▶ [Your objective]
How many lines in the records below contain the word "usize"? Reply with that number only.

▶ [Records supplied]
------------------------------------
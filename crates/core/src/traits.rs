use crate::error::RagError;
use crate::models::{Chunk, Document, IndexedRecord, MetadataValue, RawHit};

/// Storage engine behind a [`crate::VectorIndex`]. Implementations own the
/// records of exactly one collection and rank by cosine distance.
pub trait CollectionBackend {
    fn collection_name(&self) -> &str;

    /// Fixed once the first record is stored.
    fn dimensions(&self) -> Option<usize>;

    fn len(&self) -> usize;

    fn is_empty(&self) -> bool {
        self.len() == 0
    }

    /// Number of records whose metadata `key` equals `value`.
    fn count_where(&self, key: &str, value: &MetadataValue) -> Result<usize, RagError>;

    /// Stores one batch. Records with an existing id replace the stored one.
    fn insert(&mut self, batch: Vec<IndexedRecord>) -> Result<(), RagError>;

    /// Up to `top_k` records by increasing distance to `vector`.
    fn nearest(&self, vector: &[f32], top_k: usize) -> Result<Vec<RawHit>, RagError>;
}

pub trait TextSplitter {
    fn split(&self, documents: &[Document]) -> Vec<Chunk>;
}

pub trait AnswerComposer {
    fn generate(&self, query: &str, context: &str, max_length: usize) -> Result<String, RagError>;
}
------------------------------------
▶ [Solution for this task]
5